A startling investigative report in The New Yorker titled The Iran Plan by Seymour Hersh claims President Bush is drawing up plans to take out Iran’s nuclear program and effect regime change. This comes on the heels of extremely provocative statements by Iran’s President, Mr Ahmedinejad, in which he claimed that the Holocaust never happened, that Israel should be wiped out, and that his government had succeeded in enriching uranium. Mr Hersh is a well known American investigative reporter with many controversial books and long articles to his credit. He is said to be both loved and hated by the American military-industrial establishment with whom he has close “connections”. Some of his scoops have hurt the establishment while others have served to promote its interests.
Mr Hersh now claims that the Bush administration has determined to stop Iran from developing a nuclear weapons program, that it has increased clandestine activities inside Iran and intensified planning for a possible major air attack, that US Air Force planning groups are drawing up lists of Iranian targets, and teams of American combat troops have been ordered into Iran, under cover, to collect targeting data and to establish contact with anti-government ethnic-minority groups, including the Azeris in the north, the Baloch in the southeast, and the Kurds in the northeast, to stir up trouble when required. American military planning is seemingly premised on the belief that a sustained bombing campaign in Iran will humiliate the religious leadership and provoke the public to rise up and overthrow the Ahmedinejad government. Ominously, Mr Hersh says that “ one of the military’s initial option plans calls for the use of a bunker-buster tactical nuclear weapon, such as the B61-11, against underground nuclear sites.”
But Mr Hersh also tells us that the US military high command is not in favour of nuclear strikes. He quotes experts to the effect that hundreds of sites would have to be targeted and not just known nuclear enrichment plants. He says state department officials fear that even if such a military operation were successful it might actually reinforce the current regime (instead of undermining it as hoped) by unleashing violent anti-Americanism not just in Iran but all over the Muslim world. There might be more bad news for President Bush. The Brits and the Europeans are not likely to support such a pre-emptive American military adventure. There will doubtless be questions marks, too, over how Syria and Lebanon will react vis a vis Israel, and how Russia and China might censure the US in the UN Security Council. But most important of all, if Iran curtails production of its 4 million barrels of oil a day and blockades or mines the Straits of Hormuz, the 34r-mile-wide passage through which Middle Eastern oil reaches the Indian Ocean, the price of oil would sky rocket. Indeed, if Iranian retaliation were to be focused on exposed oil and gas fields in Saudi Arabia, Qatar, Kuwait, and the United Arab Emirates, the price of oil would double or even triple in weeks. But it would not end there. Iran might try and light a fire in the southern half of Iraq with Shiite militias. Mr Ahmadinejad would then become the new Saddam Hussein of the Arab world, but with more credibility and more power. And the Americans would be in greater trouble than they are in Iraq right now.

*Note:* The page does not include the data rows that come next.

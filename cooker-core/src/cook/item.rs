use std::{
    collections::{BTreeMap, BTreeSet, VecDeque},
    fmt,
    time::Instant,
};

use serde::{Deserialize, Serialize};

use crate::{
    error::{CookError, Result},
    types::{ContentHash, ItemId, Platform, WorkerId},
};

use super::{
    leaf::ContentHandle,
    state::{ItemState, LoadSubState, SaveSubState},
};

/// Terminal outcome of one (item, platform).
#[derive(Clone, Copy, Debug, Default, PartialEq, Eq, Hash, Serialize, Deserialize)]
pub enum PlatformResult {
    #[default]
    NotAttempted,
    Succeeded,
    Failed,
    /// The item cannot be cooked for this platform.
    Invalid,
}

impl PlatformResult {
    pub fn is_terminal(self) -> bool {
        self != PlatformResult::NotAttempted
    }
}

/// Queue ordering band. Never changes correctness.
#[derive(Clone, Copy, Debug, Default, PartialEq, Eq, Hash, PartialOrd, Ord, Serialize, Deserialize)]
pub enum Urgency {
    #[default]
    Normal,
    High,
    Blocking,
}

impl Urgency {
    pub fn elevate(self, target: Urgency) -> Urgency {
        self.max(target)
    }
}

/// Which cook phase an item belongs to.
#[derive(Clone, Copy, Debug, Default, PartialEq, Eq, Hash, Serialize, Deserialize)]
pub enum Reachability {
    #[default]
    Runtime,
    /// Only needed to validate another item's output; cooked after the runtime phase.
    Build,
}

/// Why an item was requested.
#[derive(Clone, Debug, Default, PartialEq, Eq, Serialize, Deserialize)]
pub enum Instigator {
    #[default]
    Root,
    RuntimeDependency(ItemId),
    SoftDependency(ItemId),
    BuildDependency(ItemId),
    Generated(ItemId),
    Retry(Box<Instigator>),
}

impl Instigator {
    /// The item whose load or save led to this request, if any.
    pub fn referencer(&self) -> Option<&ItemId> {
        match self {
            Instigator::Root => None,
            Instigator::RuntimeDependency(by)
            | Instigator::SoftDependency(by)
            | Instigator::BuildDependency(by)
            | Instigator::Generated(by) => Some(by),
            Instigator::Retry(inner) => inner.referencer(),
        }
    }

    pub fn reachability(&self) -> Reachability {
        match self {
            Instigator::BuildDependency(_) => Reachability::Build,
            Instigator::Retry(inner) => inner.reachability(),
            _ => Reachability::Runtime,
        }
    }

    pub fn retry(self) -> Instigator {
        match self {
            already @ Instigator::Retry(_) => already,
            other => Instigator::Retry(Box::new(other)),
        }
    }
}

impl fmt::Display for Instigator {
    fn fmt(&self, f: &mut fmt::Formatter<'_>) -> fmt::Result {
        match self {
            Instigator::Root => write!(f, "root"),
            Instigator::RuntimeDependency(by) => write!(f, "import of {by}"),
            Instigator::SoftDependency(by) => write!(f, "soft reference of {by}"),
            Instigator::BuildDependency(by) => write!(f, "build dependency of {by}"),
            Instigator::Generated(by) => write!(f, "generated by {by}"),
            Instigator::Retry(inner) => write!(f, "retry ({inner})"),
        }
    }
}

/// Kind of edge found while loading or saving an item.
#[derive(Clone, Copy, Debug, PartialEq, Eq, Hash, Serialize, Deserialize)]
pub enum DependencyKind {
    Import,
    Soft,
    Build,
    Generated,
}

#[derive(Clone, Debug, PartialEq, Eq, Hash, Serialize, Deserialize)]
pub struct DiscoveredDependency {
    pub id: ItemId,
    pub kind: DependencyKind,
}

impl DiscoveredDependency {
    pub fn new(id: ItemId, kind: DependencyKind) -> Self {
        Self { id, kind }
    }
}

/// Build state of one content item across its requested platforms.
pub struct WorkItem {
    id: ItemId,
    state: ItemState,
    pub urgency: Urgency,
    pub instigator: Instigator,
    pub reachability: Reachability,
    requested: BTreeSet<Platform>,
    results: BTreeMap<Platform, PlatformResult>,
    /// Platforms the current request/load/save cycle is responsible for.
    pub pending_platforms: VecDeque<Platform>,
    discovered: BTreeMap<Platform, Vec<DiscoveredDependency>>,
    pub save_sub_state: SaveSubState,
    pub load_sub_state: LoadSubState,
    content: Option<ContentHandle>,
    transient_failures: BTreeMap<Platform, u16>,
    /// When the current readiness wait started.
    pub awaiting_since: Option<Instant>,
    pub cancel_requested: bool,
    pub generated_by: Option<ItemId>,
    pub generated: Vec<ItemId>,
    /// Diagnostics attached to this item during the current cycle.
    pub logs: Vec<String>,
    pub assigned_worker: Option<WorkerId>,
    /// Hash of the item's own content captured when it was loaded.
    pub input_hash: Option<ContentHash>,
}

impl fmt::Debug for WorkItem {
    fn fmt(&self, f: &mut fmt::Formatter<'_>) -> fmt::Result {
        f.debug_struct("WorkItem")
            .field("id", &self.id)
            .field("state", &self.state)
            .field("urgency", &self.urgency)
            .field("instigator", &self.instigator)
            .field("requested", &self.requested)
            .field("results", &self.results)
            .field("pending_platforms", &self.pending_platforms)
            .field("save_sub_state", &self.save_sub_state)
            .field("holds_content", &self.content.is_some())
            .finish()
    }
}

impl WorkItem {
    pub fn new(id: ItemId, urgency: Urgency, instigator: Instigator) -> Self {
        let reachability = instigator.reachability();
        Self {
            id,
            state: ItemState::Idle,
            urgency,
            instigator,
            reachability,
            requested: BTreeSet::new(),
            results: BTreeMap::new(),
            pending_platforms: VecDeque::new(),
            discovered: BTreeMap::new(),
            save_sub_state: SaveSubState::default(),
            load_sub_state: LoadSubState::default(),
            content: None,
            transient_failures: BTreeMap::new(),
            awaiting_since: None,
            cancel_requested: false,
            generated_by: None,
            generated: Vec::new(),
            logs: Vec::new(),
            assigned_worker: None,
            input_hash: None,
        }
    }

    pub fn id(&self) -> &ItemId {
        &self.id
    }

    pub fn state(&self) -> ItemState {
        self.state
    }

    pub fn requested_platforms(&self) -> &BTreeSet<Platform> {
        &self.requested
    }

    pub fn results(&self) -> &BTreeMap<Platform, PlatformResult> {
        &self.results
    }

    pub fn result(&self, platform: &Platform) -> PlatformResult {
        self.results.get(platform).copied().unwrap_or_default()
    }

    /// Adds platforms to the requested set. Returns the platforms that were new.
    pub fn add_requested<'a>(&mut self, platforms: impl IntoIterator<Item = &'a Platform>) -> Vec<Platform> {
        platforms
            .into_iter()
            .filter(|p| self.requested.insert((*p).clone()))
            .cloned()
            .collect()
    }

    /// Requested platforms without a terminal result.
    pub fn platforms_needing_cook(&self) -> Vec<Platform> {
        self.requested
            .iter()
            .filter(|p| !self.result(p).is_terminal())
            .cloned()
            .collect()
    }

    pub fn is_complete(&self) -> bool {
        self.requested.iter().all(|p| self.result(p).is_terminal())
    }

    /// Records a terminal result. A second terminal result for the same
    /// platform is an invariant violation; only [`WorkItem::reset_results`]
    /// may clear one.
    pub fn set_result(&mut self, platform: &Platform, result: PlatformResult) -> Result<()> {
        if !result.is_terminal() {
            return Err(CookError::InvariantViolation(format!(
                "{}: attempted to record a non-terminal result for {platform}",
                self.id
            )));
        }
        let existing = self.result(platform);
        if existing.is_terminal() {
            return Err(CookError::InvariantViolation(format!(
                "{}: result for {platform} already recorded as {existing:?}",
                self.id
            )));
        }
        self.results.insert(platform.clone(), result);
        self.pending_platforms.retain(|p| p != platform);
        Ok(())
    }

    /// Clears every result. Only used by explicit forced re-cooks.
    pub fn reset_results(&mut self) {
        self.results.clear();
        self.transient_failures.clear();
    }

    /// Counts a transient failure and reports whether it may still be retried.
    pub fn note_transient_failure(&mut self, platform: &Platform, max_retries: u16) -> bool {
        let count = self.transient_failures.entry(platform.clone()).or_insert(0);
        *count += 1;
        *count <= max_retries
    }

    pub fn transient_failures(&self, platform: &Platform) -> u16 {
        self.transient_failures.get(platform).copied().unwrap_or(0)
    }

    pub fn content(&self) -> Option<&ContentHandle> {
        self.content.as_ref()
    }

    pub fn has_content(&self) -> bool {
        self.content.is_some()
    }

    /// Installs the handle produced by a successful load.
    pub fn attach_content(&mut self, handle: ContentHandle) -> Result<()> {
        if self.state != ItemState::Load {
            return Err(CookError::InvariantViolation(format!(
                "{}: content attached in state {}",
                self.id, self.state
            )));
        }
        if self.content.is_some() {
            return Err(CookError::InvariantViolation(format!(
                "{}: content handle attached twice",
                self.id
            )));
        }
        self.content = Some(handle);
        Ok(())
    }

    /// Moves the item to `next`, releasing the content handle when the new
    /// state no longer owns it. Returns the previous state.
    pub(crate) fn transition(&mut self, next: ItemState) -> Result<ItemState> {
        let previous = self.state;
        if !previous.can_transition_to(next) {
            return Err(CookError::InvariantViolation(format!(
                "{}: illegal transition {previous} -> {next}",
                self.id
            )));
        }
        if next == ItemState::Load && self.content.is_some() {
            return Err(CookError::InvariantViolation(format!(
                "{}: entering load while still holding content",
                self.id
            )));
        }
        if next == ItemState::SaveActive && self.content.is_none() {
            return Err(CookError::InvariantViolation(format!(
                "{}: entering save without content",
                self.id
            )));
        }
        if !next.holds_content() {
            // dropping the handle is the release
            self.content = None;
        }
        match next {
            ItemState::Idle => {
                self.save_sub_state = SaveSubState::default();
                self.load_sub_state = LoadSubState::default();
                self.awaiting_since = None;
                self.assigned_worker = None;
            }
            ItemState::Load => {
                self.load_sub_state = LoadSubState::default();
            }
            ItemState::SaveActive => {
                self.save_sub_state = SaveSubState::default();
                self.awaiting_since = None;
            }
            _ => {}
        }
        self.state = next;
        Ok(previous)
    }

    pub fn add_discovered(&mut self, platform: &Platform, dependency: DiscoveredDependency) {
        let list = self.discovered.entry(platform.clone()).or_default();
        if !list.contains(&dependency) {
            list.push(dependency);
        }
    }

    pub fn discovered(&self, platform: &Platform) -> &[DiscoveredDependency] {
        self.discovered.get(platform).map(Vec::as_slice).unwrap_or(&[])
    }

    pub fn has_discovered(&self) -> bool {
        self.discovered.values().any(|list| !list.is_empty())
    }

    /// Takes every not-yet-requested discovery, grouped by platform.
    pub fn take_discovered(&mut self) -> BTreeMap<Platform, Vec<DiscoveredDependency>> {
        std::mem::take(&mut self.discovered)
    }

    /// Drops discoveries for a platform whose partial progress was discarded.
    pub fn discard_discovered(&mut self, platform: &Platform) {
        self.discovered.remove(platform);
    }
}

#[cfg(test)]
mod tests {
    use super::*;

    fn item() -> WorkItem {
        let mut item = WorkItem::new(ItemId::new("a"), Urgency::Normal, Instigator::Root);
        item.add_requested(&[Platform::new("linux"), Platform::new("console")]);
        item
    }

    #[test]
    fn results_are_recorded_once() {
        let mut item = item();
        let linux = Platform::new("linux");
        item.set_result(&linux, PlatformResult::Succeeded).unwrap();
        let err = item.set_result(&linux, PlatformResult::Failed).unwrap_err();
        assert!(matches!(err, CookError::InvariantViolation(_)));
        assert_eq!(item.result(&linux), PlatformResult::Succeeded);
        assert_eq!(item.platforms_needing_cook(), vec![Platform::new("console")]);
    }

    #[test]
    fn leaving_load_releases_content() {
        let mut item = item();
        item.transition(ItemState::Request).unwrap();
        item.transition(ItemState::Load).unwrap();
        item.attach_content(ContentHandle::new(7u32)).unwrap();
        item.transition(ItemState::Idle).unwrap();
        assert!(!item.has_content());
    }

    #[test]
    fn save_requires_content() {
        let mut item = item();
        item.transition(ItemState::Request).unwrap();
        item.transition(ItemState::Load).unwrap();
        assert!(item.transition(ItemState::SaveActive).is_err());
        assert_eq!(item.state(), ItemState::Load);
    }

    #[test]
    fn one_transient_retry_then_terminal() {
        let mut item = item();
        let linux = Platform::new("linux");
        assert!(item.note_transient_failure(&linux, 1));
        assert!(!item.note_transient_failure(&linux, 1));
    }

    #[test]
    fn retry_keeps_the_referencer_chain() {
        let instigator = Instigator::BuildDependency(ItemId::new("root")).retry().retry();
        assert_eq!(instigator.referencer(), Some(&ItemId::new("root")));
        assert_eq!(instigator.reachability(), Reachability::Build);
        assert!(matches!(instigator, Instigator::Retry(ref inner) if !matches!(**inner, Instigator::Retry(_))));
    }
}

But that’s not all. Violent anti-Americanism would erupt across the Muslim world and autocratic pro-America governments would face a relentless backlash that could lead to their overthrow and replacement by hard-line Islamist forces inimical to Western interests. Certainly, countries like Egypt, Algeria and Turkey would find themselves in the eye of a storm. The Musharraf regime in Pakistan, in particular, would be besieged and dictatorship and repression rather than greater democracy might follow, with adverse consequences for the economy. Inevitably, Muslim communities in the West, especially in America, Europe, Scandinavia and Australia, would then be considered security risks and hounded and persecuted. In effect, a veritable clash of civilizations would be unleashed by an American attack on Iran.
If all this is clear enough, some pertinent questions arise: why has this “plan” been leaked to Mr Hersh, why isn’t there any outrage at this erosion of the “national interest” and why haven’t heads rolled in the Bush administration? Is it possible that Mr Hersh has been “used” for some greater purpose? Is it possible that the idea may well be to lay the ground for an Israeli attack on a couple of Iranian sites, and then to wait for the Iranians to attack American ships and armed forces in the region, thereby justifying a full fledged American counter attack on Iran?
It is also possible that this story has been leaked to offset the tough and uncompromising stand taken by Mr Ahmedinejad, that it is in effect a retaliatory posture aimed at flexing muscle and improving America’s negotiating position. The problem with this approach is that the posturing could precipitate the very crisis it is meant to avert if a third non-state actor like Al-Qaeda with an autonomous mission statement is able to step in and push America over the brink as it did on 9/11.